Collected data

[Start of section]

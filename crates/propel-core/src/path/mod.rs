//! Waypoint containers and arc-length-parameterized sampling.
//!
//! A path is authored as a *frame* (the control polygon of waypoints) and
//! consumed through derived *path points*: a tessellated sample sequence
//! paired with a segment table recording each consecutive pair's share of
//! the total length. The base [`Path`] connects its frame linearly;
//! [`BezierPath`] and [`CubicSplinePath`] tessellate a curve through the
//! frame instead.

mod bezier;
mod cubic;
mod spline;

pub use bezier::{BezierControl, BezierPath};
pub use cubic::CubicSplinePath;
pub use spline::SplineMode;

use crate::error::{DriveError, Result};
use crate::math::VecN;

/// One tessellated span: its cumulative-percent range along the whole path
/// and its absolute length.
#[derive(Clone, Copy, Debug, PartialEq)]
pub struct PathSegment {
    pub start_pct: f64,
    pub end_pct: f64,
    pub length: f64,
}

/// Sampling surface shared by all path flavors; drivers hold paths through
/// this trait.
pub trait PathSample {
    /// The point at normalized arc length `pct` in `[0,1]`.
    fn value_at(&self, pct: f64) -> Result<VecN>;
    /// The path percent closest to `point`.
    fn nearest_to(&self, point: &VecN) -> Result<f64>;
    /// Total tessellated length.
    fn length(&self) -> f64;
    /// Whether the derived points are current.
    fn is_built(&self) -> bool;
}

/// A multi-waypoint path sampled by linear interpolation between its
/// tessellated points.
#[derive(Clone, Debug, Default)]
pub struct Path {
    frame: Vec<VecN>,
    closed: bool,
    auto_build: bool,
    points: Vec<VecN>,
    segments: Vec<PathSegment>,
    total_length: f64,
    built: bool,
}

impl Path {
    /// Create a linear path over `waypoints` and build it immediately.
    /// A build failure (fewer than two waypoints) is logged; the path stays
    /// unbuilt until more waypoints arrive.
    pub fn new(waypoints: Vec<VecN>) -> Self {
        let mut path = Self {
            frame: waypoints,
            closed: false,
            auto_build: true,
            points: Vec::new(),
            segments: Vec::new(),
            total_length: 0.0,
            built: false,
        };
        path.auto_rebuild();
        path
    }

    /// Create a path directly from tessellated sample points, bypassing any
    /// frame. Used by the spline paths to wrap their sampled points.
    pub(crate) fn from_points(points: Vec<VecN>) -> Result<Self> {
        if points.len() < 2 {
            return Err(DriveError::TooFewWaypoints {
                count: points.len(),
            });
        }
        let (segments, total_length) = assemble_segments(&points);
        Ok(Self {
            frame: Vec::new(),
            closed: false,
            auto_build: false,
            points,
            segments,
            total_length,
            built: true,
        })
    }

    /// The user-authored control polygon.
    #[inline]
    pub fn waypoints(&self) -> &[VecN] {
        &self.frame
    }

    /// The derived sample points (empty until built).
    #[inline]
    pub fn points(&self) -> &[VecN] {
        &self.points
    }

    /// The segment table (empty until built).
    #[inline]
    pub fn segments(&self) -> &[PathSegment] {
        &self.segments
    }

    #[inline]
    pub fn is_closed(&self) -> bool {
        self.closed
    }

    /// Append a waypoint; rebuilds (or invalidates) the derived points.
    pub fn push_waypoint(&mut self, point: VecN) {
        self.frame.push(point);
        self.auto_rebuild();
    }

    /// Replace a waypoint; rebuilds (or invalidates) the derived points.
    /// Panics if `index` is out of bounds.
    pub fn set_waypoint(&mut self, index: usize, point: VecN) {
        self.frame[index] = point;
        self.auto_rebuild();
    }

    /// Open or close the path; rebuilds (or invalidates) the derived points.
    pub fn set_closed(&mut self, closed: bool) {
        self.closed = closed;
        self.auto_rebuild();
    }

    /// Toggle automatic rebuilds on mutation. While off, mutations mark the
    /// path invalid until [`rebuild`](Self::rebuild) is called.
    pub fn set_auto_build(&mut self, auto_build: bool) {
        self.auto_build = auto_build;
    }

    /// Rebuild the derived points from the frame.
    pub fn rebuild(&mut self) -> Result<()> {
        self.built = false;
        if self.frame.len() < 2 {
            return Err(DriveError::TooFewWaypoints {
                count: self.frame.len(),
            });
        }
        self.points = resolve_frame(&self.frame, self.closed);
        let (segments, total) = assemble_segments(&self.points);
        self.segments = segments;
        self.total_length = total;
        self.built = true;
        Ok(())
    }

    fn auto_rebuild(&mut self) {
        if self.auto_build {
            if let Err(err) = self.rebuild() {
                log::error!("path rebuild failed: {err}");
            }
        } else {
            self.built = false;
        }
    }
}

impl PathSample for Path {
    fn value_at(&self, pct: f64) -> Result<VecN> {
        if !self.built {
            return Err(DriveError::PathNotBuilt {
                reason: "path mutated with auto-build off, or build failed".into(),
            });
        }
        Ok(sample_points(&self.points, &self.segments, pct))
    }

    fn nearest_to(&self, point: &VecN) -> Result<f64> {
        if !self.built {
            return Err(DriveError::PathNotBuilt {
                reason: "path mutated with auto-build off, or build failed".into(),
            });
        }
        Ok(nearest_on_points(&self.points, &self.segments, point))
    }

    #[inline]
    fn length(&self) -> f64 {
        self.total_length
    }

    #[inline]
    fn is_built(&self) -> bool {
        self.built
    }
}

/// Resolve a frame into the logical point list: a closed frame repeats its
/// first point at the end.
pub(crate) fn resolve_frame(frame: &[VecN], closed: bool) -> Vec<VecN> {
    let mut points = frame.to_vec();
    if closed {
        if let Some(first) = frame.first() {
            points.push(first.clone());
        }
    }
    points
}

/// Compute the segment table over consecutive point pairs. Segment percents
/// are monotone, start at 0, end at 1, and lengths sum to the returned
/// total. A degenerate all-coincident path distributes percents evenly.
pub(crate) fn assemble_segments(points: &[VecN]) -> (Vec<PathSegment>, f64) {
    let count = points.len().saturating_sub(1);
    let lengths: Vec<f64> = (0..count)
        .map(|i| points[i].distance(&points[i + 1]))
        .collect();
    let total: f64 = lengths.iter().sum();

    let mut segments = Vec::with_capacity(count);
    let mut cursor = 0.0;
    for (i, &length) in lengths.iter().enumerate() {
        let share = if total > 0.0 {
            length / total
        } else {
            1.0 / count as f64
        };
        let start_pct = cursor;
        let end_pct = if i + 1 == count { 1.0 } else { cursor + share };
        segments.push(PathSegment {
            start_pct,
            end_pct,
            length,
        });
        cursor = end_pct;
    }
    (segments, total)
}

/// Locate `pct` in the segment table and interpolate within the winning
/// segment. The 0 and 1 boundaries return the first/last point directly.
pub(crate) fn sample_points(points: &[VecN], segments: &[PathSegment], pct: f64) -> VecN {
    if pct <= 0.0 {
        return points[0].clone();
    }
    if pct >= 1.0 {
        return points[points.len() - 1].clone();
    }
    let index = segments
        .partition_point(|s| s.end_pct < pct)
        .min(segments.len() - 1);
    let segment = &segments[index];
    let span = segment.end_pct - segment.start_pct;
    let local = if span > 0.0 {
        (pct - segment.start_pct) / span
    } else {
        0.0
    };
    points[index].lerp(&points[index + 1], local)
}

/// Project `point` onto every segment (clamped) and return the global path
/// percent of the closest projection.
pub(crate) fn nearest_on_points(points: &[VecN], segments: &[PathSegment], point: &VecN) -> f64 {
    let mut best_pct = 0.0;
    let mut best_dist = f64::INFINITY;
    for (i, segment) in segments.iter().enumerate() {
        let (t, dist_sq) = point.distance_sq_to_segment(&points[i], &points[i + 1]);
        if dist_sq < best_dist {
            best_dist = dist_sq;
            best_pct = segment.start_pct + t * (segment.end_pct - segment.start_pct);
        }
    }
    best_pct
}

[End of section]

### Directions for this task
Repeat each entry above, keeping every word exact.

### Problem solution
filename crates/propel-core/src/path/mod.rs
//! Waypoint containers and arc-length-parameterized sampling.
//!
//! A path is authored as a *frame* (the control polygon of waypoints) and
//! consumed through derived *path points*: a tessellated sample sequence
//! paired with a segment table recording each consecutive pair's share of
//! the total length. The base [`Path`] connects its frame linearly;
//! [`BezierPath`] and [`CubicSplinePath`] tessellate a curve through the
//! frame instead.

mod bezier;
mod cubic;
mod spline;

pub use bezier::{BezierControl, BezierPath};
pub use cubic::CubicSplinePath;
pub use spline::SplineMode;

use crate::error::{DriveError, Result};
use crate::math::VecN;

/// One tessellated span: its cumulative-percent range along the whole path
/// and its absolute length.
#[derive(Clone, Copy, Debug, PartialEq)]
pub struct PathSegment {
    pub start_pct: f64,
    pub end_pct: f64,
    pub length: f64,
}

/// Sampling surface shared by all path flavors; drivers hold paths through
/// this trait.
pub trait PathSample {
    /// The point at normalized arc length `pct` in `[0,1]`.
    fn value_at(&self, pct: f64) -> Result<VecN>;
    /// The path percent closest to `point`.
    fn nearest_to(&self, point: &VecN) -> Result<f64>;
    /// Total tessellated length.
    fn length(&self) -> f64;
    /// Whether the derived points are current.
    fn is_built(&self) -> bool;
}

/// A multi-waypoint path sampled by linear interpolation between its
/// tessellated points.
#[derive(Clone, Debug, Default)]
pub struct Path {
    frame: Vec<VecN>,
    closed: bool,
    auto_build: bool,
    points: Vec<VecN>,
    segments: Vec<PathSegment>,
    total_length: f64,
    built: bool,
}

impl Path {
    /// Create a linear path over `waypoints` and build it immediately.
    /// A build failure (fewer than two waypoints) is logged; the path stays
    /// unbuilt until more waypoints arrive.
    pub fn new(waypoints: Vec<VecN>) -> Self {
        let mut path = Self {
            frame: waypoints,
            closed: false,
            auto_build: true,
            points: Vec::new(),
            segments: Vec::new(),
            total_length: 0.0,
            built: false,
        };
        path.auto_rebuild();
        path
    }

    /// Create a path directly from tessellated sample points, bypassing any
    /// frame. Used by the spline paths to wrap their sampled points.
    pub(crate) fn from_points(points: Vec<VecN>) -> Result<Self> {
        if points.len() < 2 {
            return Err(DriveError::TooFewWaypoints {
                count: points.len(),
            });
        }
        let (segments, total_length) = assemble_segments(&points);
        Ok(Self {
            frame: Vec::new(),
            closed: false,
            auto_build: false,
            points,
            segments,
            total_length,
            built: true,
        })
    }

    /// The user-authored control polygon.
    #[inline]
    pub fn waypoints(&self) -> &[VecN] {
        &self.frame
    }

    /// The derived sample points (empty until built).
    #[inline]
    pub fn points(&self) -> &[VecN] {
        &self.points
    }

    /// The segment table (empty until built).
    #[inline]
    pub fn segments(&self) -> &[PathSegment] {
        &self.segments
    }

    #[inline]
    pub fn is_closed(&self) -> bool {
        self.closed
    }

    /// Append a waypoint; rebuilds (or invalidates) the derived points.
    pub fn push_waypoint(&mut self, point: VecN) {
        self.frame.push(point);
        self.auto_rebuild();
    }

    /// Replace a waypoint; rebuilds (or invalidates) the derived points.
    /// Panics if `index` is out of bounds.
    pub fn set_waypoint(&mut self, index: usize, point: VecN) {
        self.frame[index] = point;
        self.auto_rebuild();
    }

    /// Open or close the path; rebuilds (or invalidates) the derived points.
    pub fn set_closed(&mut self, closed: bool) {
        self.closed = closed;
        self.auto_rebuild();
    }

    /// Toggle automatic rebuilds on mutation. While off, mutations mark the
    /// path invalid until [`rebuild`](Self::rebuild) is called.
    pub fn set_auto_build(&mut self, auto_build: bool) {
        self.auto_build = auto_build;
    }

    /// Rebuild the derived points from the frame.
    pub fn rebuild(&mut self) -> Result<()> {
        self.built = false;
        if self.frame.len() < 2 {
            return Err(DriveError::TooFewWaypoints {
                count: self.frame.len(),
            });
        }
        self.points = resolve_frame(&self.frame, self.closed);
        let (segments, total) = assemble_segments(&self.points);
        self.segments = segments;
        self.total_length = total;
        self.built = true;
        Ok(())
    }

    fn auto_rebuild(&mut self) {
        if self.auto_build {
            if let Err(err) = self.rebuild() {
                log::error!("path rebuild failed: {err}");
            }
        } else {
            self.built = false;
        }
    }
}

impl PathSample for Path {
    fn value_at(&self, pct: f64) -> Result<VecN> {
        if !self.built {
            return Err(DriveError::PathNotBuilt {
                reason: "path mutated with auto-build off, or build failed".into(),
            });
        }
        Ok(sample_points(&self.points, &self.segments, pct))
    }

    fn nearest_to(&self, point: &VecN) -> Result<f64> {
        if !self.built {
            return Err(DriveError::PathNotBuilt {
                reason: "path mutated with auto-build off, or build failed".into(),
            });
        }
        Ok(nearest_on_points(&self.points, &self.segments, point))
    }

    #[inline]
    fn length(&self) -> f64 {
        self.total_length
    }

    #[inline]
    fn is_built(&self) -> bool {
        self.built
    }
}

/// Resolve a frame into the logical point list: a closed frame repeats its
/// first point at the end.
pub(crate) fn resolve_frame(frame: &[VecN], closed: bool) -> Vec<VecN> {
    let mut points = frame.to_vec();
    if closed {
        if let Some(first) = frame.first() {
            points.push(first.clone());
        }
    }
    points
}

/// Compute the segment table over consecutive point pairs. Segment percents
/// are monotone, start at 0, end at 1, and lengths sum to the returned
/// total. A degenerate all-coincident path distributes percents evenly.
pub(crate) fn assemble_segments(points: &[VecN]) -> (Vec<PathSegment>, f64) {
    let count = points.len().saturating_sub(1);
    let lengths: Vec<f64> = (0..count)
        .map(|i| points[i].distance(&points[i + 1]))
        .collect();
    let total: f64 = lengths.iter().sum();

    let mut segments = Vec::with_capacity(count);
    let mut cursor = 0.0;
    for (i, &length) in lengths.iter().enumerate() {
        let share = if total > 0.0 {
            length / total
        } else {
            1.0 / count as f64
        };
        let start_pct = cursor;
        let end_pct = if i + 1 == count { 1.0 } else { cursor + share };
        segments.push(PathSegment {
            start_pct,
            end_pct,
            length,
        });
        cursor = end_pct;
    }
    (segments, total)
}

/// Locate `pct` in the segment table and interpolate within the winning
/// segment. The 0 and 1 boundaries return the first/last point directly.
pub(crate) fn sample_points(points: &[VecN], segments: &[PathSegment], pct: f64) -> VecN {
    if pct <= 0.0 {
        return points[0].clone();
    }
    if pct >= 1.0 {
        return points[points.len() - 1].clone();
    }
    let index = segments
        .partition_point(|s| s.end_pct < pct)
        .min(segments.len() - 1);
    let segment = &segments[index];
    let span = segment.end_pct - segment.start_pct;
    let local = if span > 0.0 {
        (pct - segment.start_pct) / span
    } else {
        0.0
    };
    points[index].lerp(&points[index + 1], local)
}

/// Project `point` onto every segment (clamped) and return the global path
/// percent of the closest projection.
pub(crate) fn nearest_on_points(points: &[VecN], segments: &[PathSegment], point: &VecN) -> f64 {
    let mut best_pct = 0.0;
    let mut best_dist = f64::INFINITY;
    for (i, segment) in segments.iter().enumerate() {
        let (t, dist_sq) = point.distance_sq_to_segment(&points[i], &points[i + 1]);
        if dist_sq < best_dist {
            best_dist = dist_sq;
            best_pct = segment.start_pct + t * (segment.end_pct - segment.start_pct);
        }
    }
    best_pct
}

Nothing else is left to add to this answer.